Tommy MOctober 24th, 2009 at 2:27 AM
I cannot even afford to sleep with even a bed-light…i need complete darkness to have a good night’s sleep:)
ChaseOctober 24th, 2009 at 9:18 AM
Looks like too much of anything is not good! You know there are some people who can’t stand all of the hours without light in the winter- now it turns out that too much of that light that they crave can be a bad thing too. Everything in moderation looks like it is proving to be true everytime!
JERRYOctober 25th, 2009 at 2:29 AM
Light is a big problem while trying to fall asleep. If I sleep exposed to light, which is very difficult in the first place, I feel a burning sensation in my eyes when I wake up and also feel sleepy no matter how long I’ve been sleeping for… another distraction that a study can be conducted on is sound at night…

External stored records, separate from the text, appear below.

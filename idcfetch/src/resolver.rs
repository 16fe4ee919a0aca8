use std::sync::Arc;
use std::time::Duration;

use tokio::sync::Semaphore;
use tokio::task::JoinSet;

use crate::cache::MetadataCache;
use crate::error::Kind;
use crate::model::MetadataResponse;
use crate::request;
use crate::stats::DownloadStats;
use crate::token::TokenManager;

#[derive(Debug, Clone)]
pub struct ResolverConfig {
    /// Base the metadata endpoint is rooted at, before the API version
    /// segment is inserted.
    pub metadata_base: String,
    pub api_version: String,
    pub api_version_fallback: String,
    pub metadata_workers: usize,
    pub force_refresh: bool,
}

const METADATA_REQUEST_TIMEOUT: Duration = Duration::from_secs(30);

/// Resolves metadata for every UID in `uids`, bounded to `config.metadata_workers`
/// concurrent requests. One task is spawned per UID, gated by a semaphore,
/// the async equivalent of a fixed worker pool draining a queue, following
/// `pegh::Client::get_gist_impl`'s semaphore-gated fan-out and
/// `peoci::ocidist_cache::get_layers`'s `JoinSet` dispatch.
///
/// Output ordering is not guaranteed; the cache (last-writer-wins on an
/// atomic rename) is the dedup authority, not this function.
pub async fn resolve_all(
    client: reqwest::Client,
    token_manager: Arc<TokenManager>,
    cache: Arc<MetadataCache>,
    stats: Arc<DownloadStats>,
    config: ResolverConfig,
    uids: Vec<String>,
) {
    let semaphore = Arc::new(Semaphore::new(config.metadata_workers.max(1)));
    let config = Arc::new(config);
    let mut tasks = JoinSet::new();

    for uid in uids {
        let permit = semaphore.clone();
        let client = client.clone();
        let token_manager = token_manager.clone();
        let cache = cache.clone();
        let stats = stats.clone();
        let config = config.clone();

        tasks.spawn(async move {
            let _permit = permit
                .acquire_owned()
                .await
                .expect("metadata semaphore closed unexpectedly");
            resolve_one(&client, &token_manager, &cache, &stats, &config, &uid).await;
        });
    }

    while tasks.join_next().await.is_some() {
        stats.maybe_print_progress(false);
    }
}

async fn resolve_one(
    client: &reqwest::Client,
    token_manager: &TokenManager,
    cache: &MetadataCache,
    stats: &DownloadStats,
    config: &ResolverConfig,
    uid: &str,
) {
    if !config.force_refresh && cache.contains(uid).await {
        stats.inc_cached();
        return;
    }

    match fetch_and_store(client, token_manager, cache, config, uid).await {
        Ok(()) => stats.inc_fetched(),
        Err(e) => {
            log::warn!("metadata fetch failed for {uid}: {e}");
            stats.inc_failed();
        }
    }
}

async fn fetch_and_store(
    client: &reqwest::Client,
    token_manager: &TokenManager,
    cache: &MetadataCache,
    config: &ResolverConfig,
    uid: &str,
) -> crate::error::Result<()> {
    let bearer = token_manager.access_token().await?;

    let response = tokio::time::timeout(
        METADATA_REQUEST_TIMEOUT,
        request::get_with_version_fallback(
            client,
            &config.metadata_base,
            &config.api_version,
            &config.api_version_fallback,
            "metadata",
            &[("SeriesInstanceUID", uid)],
            &bearer,
        ),
    )
    .await
    .map_err(|_| Kind::Transport("metadata request timed out".to_string()))??;

    let status = response.status();
    if status == reqwest::StatusCode::UNAUTHORIZED || status == reqwest::StatusCode::FORBIDDEN {
        return Err(Kind::Auth(format!("metadata endpoint returned {status}")));
    }
    if !status.is_success() {
        return Err(Kind::Server(status));
    }

    let body: MetadataResponse = response.json().await.map_err(Kind::from)?;
    for record in body.into_records() {
        if record.is_valid() {
            cache.put(&record).await?;
        }
    }
    Ok(())
}

#[cfg(test)]
mod tests {
    use super::*;
    use crate::model::SeriesRecord;
    use httpmock::prelude::*;

    fn sample_record_body(uid: &str) -> String {
        serde_json::json!({
            "SeriesInstanceUID": uid,
            "StudyInstanceUID": "study-1",
            "PatientID": "subject-1",
            "Collection": "TCGA-X",
        })
        .to_string()
    }

    fn token_manager(client: reqwest::Client, server: &MockServer) -> Arc<TokenManager> {
        Arc::new(TokenManager::new(
            client,
            format!("{}/token", server.base_url()),
            "user".to_string(),
            "pass".to_string(),
            "id".to_string(),
            None,
        ))
    }

    fn config_for(server: &MockServer) -> ResolverConfig {
        ResolverConfig {
            metadata_base: server.base_url(),
            api_version: "v2".to_string(),
            api_version_fallback: "v1".to_string(),
            metadata_workers: 4,
            force_refresh: false,
        }
    }

    #[tokio::test]
    async fn cached_series_increments_cached_not_fetched() {
        let dir = tempfile::tempdir().unwrap();
        let cache = Arc::new(MetadataCache::open(dir.path()).await.unwrap());
        let record = SeriesRecord {
            series_uid: "1.2.3".to_string(),
            study_uid: "s".to_string(),
            subject_id: "p".to_string(),
            study_date: String::new(),
            collection: String::new(),
            file_size_uncompressed: None,
            modality: String::new(),
            series_description: String::new(),
            series_number: None,
            number_of_images: None,
            extra: serde_json::Map::new(),
        };
        cache.put(&record).await.unwrap();

        let server = MockServer::start();
        let _mock = server.mock(|when, then| {
            when.method(GET).path("/v2/metadata");
            then.status(500);
        });

        let client = reqwest::Client::new();
        let token_manager = token_manager(client.clone(), &server);
        let stats = Arc::new(DownloadStats::new(1));
        let config = config_for(&server);

        resolve_all(
            client,
            token_manager,
            cache.clone(),
            stats.clone(),
            config,
            vec!["1.2.3".to_string()],
        )
        .await;

        assert_eq!(stats.cached.load(std::sync::atomic::Ordering::Relaxed), 1);
        assert_eq!(stats.fetched.load(std::sync::atomic::Ordering::Relaxed), 0);
    }

    #[tokio::test]
    async fn fetches_and_caches_uncached_series() {
        let dir = tempfile::tempdir().unwrap();
        let cache = Arc::new(MetadataCache::open(dir.path()).await.unwrap());

        let server = MockServer::start();
        let token_mock = server.mock(|when, then| {
            when.method(POST).path("/token");
            then.status(200).json_body(serde_json::json!({
                "access_token": "tok",
                "expires_in": 3600,
            }));
        });
        let metadata_mock = server.mock(|when, then| {
            when.method(GET).path("/v2/metadata").query_param("SeriesInstanceUID", "1.2.3");
            then.status(200)
                .header("content-type", "application/json")
                .body(sample_record_body("1.2.3"));
        });

        let client = reqwest::Client::new();
        let token_manager = token_manager(client.clone(), &server);
        let stats = Arc::new(DownloadStats::new(1));
        let config = config_for(&server);

        resolve_all(
            client,
            token_manager,
            cache.clone(),
            stats.clone(),
            config,
            vec!["1.2.3".to_string()],
        )
        .await;

        assert_eq!(stats.fetched.load(std::sync::atomic::Ordering::Relaxed), 1);
        assert!(cache.contains("1.2.3").await);
        token_mock.assert();
        metadata_mock.assert();
    }

    #[tokio::test]
    async fn auth_failure_is_recorded_as_failed_not_fatal() {
        let dir = tempfile::tempdir().unwrap();
        let cache = Arc::new(MetadataCache::open(dir.path()).await.unwrap());

        let server = MockServer::start();
        let _token_mock = server.mock(|when, then| {
            when.method(POST).path("/token");
            then.status(200).json_body(serde_json::json!({
                "access_token": "tok",
                "expires_in": 3600,
            }));
        });
        let _metadata_mock = server.mock(|when, then| {
            when.method(GET).path("/v2/metadata");
            then.status(403);
        });

        let client = reqwest::Client::new();
        let token_manager = token_manager(client.clone(), &server);
        let stats = Arc::new(DownloadStats::new(1));
        let config = config_for(&server);

        resolve_all(
            client,
            token_manager,
            cache.clone(),
            stats.clone(),
            config,
            vec!["1.2.3".to_string()],
        )
        .await;

        assert_eq!(stats.failed.load(std::sync::atomic::Ordering::Relaxed), 1);
        assert!(!cache.contains("1.2.3").await);
    }

    /// The metadata request falls back from the newer API version segment to
    /// the older one on a 5xx, per the request layer's sole fallback rule.
    #[tokio::test]
    async fn falls_back_to_older_api_version_on_server_error() {
        let dir = tempfile::tempdir().unwrap();
        let cache = Arc::new(MetadataCache::open(dir.path()).await.unwrap());

        let server = MockServer::start();
        let _token_mock = server.mock(|when, then| {
            when.method(POST).path("/token");
            then.status(200).json_body(serde_json::json!({
                "access_token": "tok",
                "expires_in": 3600,
            }));
        });
        let newer_mock = server.mock(|when, then| {
            when.method(GET).path("/v2/metadata");
            then.status(502);
        });
        let older_mock = server.mock(|when, then| {
            when.method(GET).path("/v1/metadata").query_param("SeriesInstanceUID", "1.2.3");
            then.status(200)
                .header("content-type", "application/json")
                .body(sample_record_body("1.2.3"));
        });

        let client = reqwest::Client::new();
        let token_manager = token_manager(client.clone(), &server);
        let stats = Arc::new(DownloadStats::new(1));
        let config = config_for(&server);

        resolve_all(
            client,
            token_manager,
            cache.clone(),
            stats.clone(),
            config,
            vec!["1.2.3".to_string()],
        )
        .await;

        assert_eq!(stats.fetched.load(std::sync::atomic::Ordering::Relaxed), 1);
        assert!(cache.contains("1.2.3").await);
        newer_mock.assert();
        older_mock.assert();
    }
}
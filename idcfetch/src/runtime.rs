use std::sync::Arc;

use crate::cache::MetadataCache;
use crate::config::Config;
use crate::error::{Kind, Result};
use crate::stats::DownloadStats;
use crate::token::TokenManager;
use crate::transport::{build_client, TransportConfig};

/// Bundles everything a worker task needs, constructed once in `main` and
/// cloned/shared into every spawned task. Replaces the "global mutable
/// state (shared client, token, logger)" the design calls out, with no
/// `static`/`once_cell` anywhere in this crate.
pub struct Runtime {
    pub client: reqwest::Client,
    pub token_manager: Arc<TokenManager>,
    pub metadata_cache: Arc<MetadataCache>,
    pub stats: Arc<DownloadStats>,
    pub config: Config,
}

impl Runtime {
    pub async fn build(config: Config, total_series: u64) -> Result<Self> {
        tokio::fs::create_dir_all(&config.output)
            .await
            .map_err(Kind::from)?;

        let transport_config = TransportConfig {
            proxy_url: config.proxy.clone(),
            pool_max_idle_per_host: config.max_conns_per_host * 2,
            insecure_skip_verify: config.insecure_skip_verify,
            ..Default::default()
        };
        let client = build_client(&transport_config)?;

        let credential_path = config.output.join(format!("{}.json", config.credential_name));
        let token_manager = Arc::new(TokenManager::new(
            client.clone(),
            config.token_url.clone(),
            config.username.clone(),
            config.password.clone(),
            config.client_id.clone(),
            Some(credential_path),
        ));
        token_manager.load_persisted().await;

        let metadata_cache = Arc::new(MetadataCache::open(&config.output).await?);
        let stats = Arc::new(DownloadStats::new(total_series));

        Ok(Self {
            client,
            token_manager,
            metadata_cache,
            stats,
            config,
        })
    }
}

jimmy fieldOctober 26th, 2009 at 4:03 AM
God made day and night. Day to work and night to rest. When He wants us to sleep in the dark, and when we are naturally meant to be that way, how can we adjust to something different…? It is better if each one of us understands that whatever we have is the best for us.
Rick HardyOctober 28th, 2009 at 5:47 PM
I knew it could be extremely disturbing and even an irritating thing to encounter light while trying to have a good night’s sleep, but was unaware that it would have any effect on the person’s mental health… but now that I do, I shall make sure I sleep in complete darkness.
NoelNovember 3rd, 2009 at 2:20 AM
We dont take noise pollution or air pollution lightly. Why is it that people give more importance to physical well being than mental well being.
MaggieNovember 3rd, 2009 at 2:25 AM
When the police use light to keep criminals awake so that they would confess eventually, I am sure we should have a fair idea about how bad light at night is. I have never made it a practise to have a night light in my kid’s room. I think kids sleep more soundly in the dark.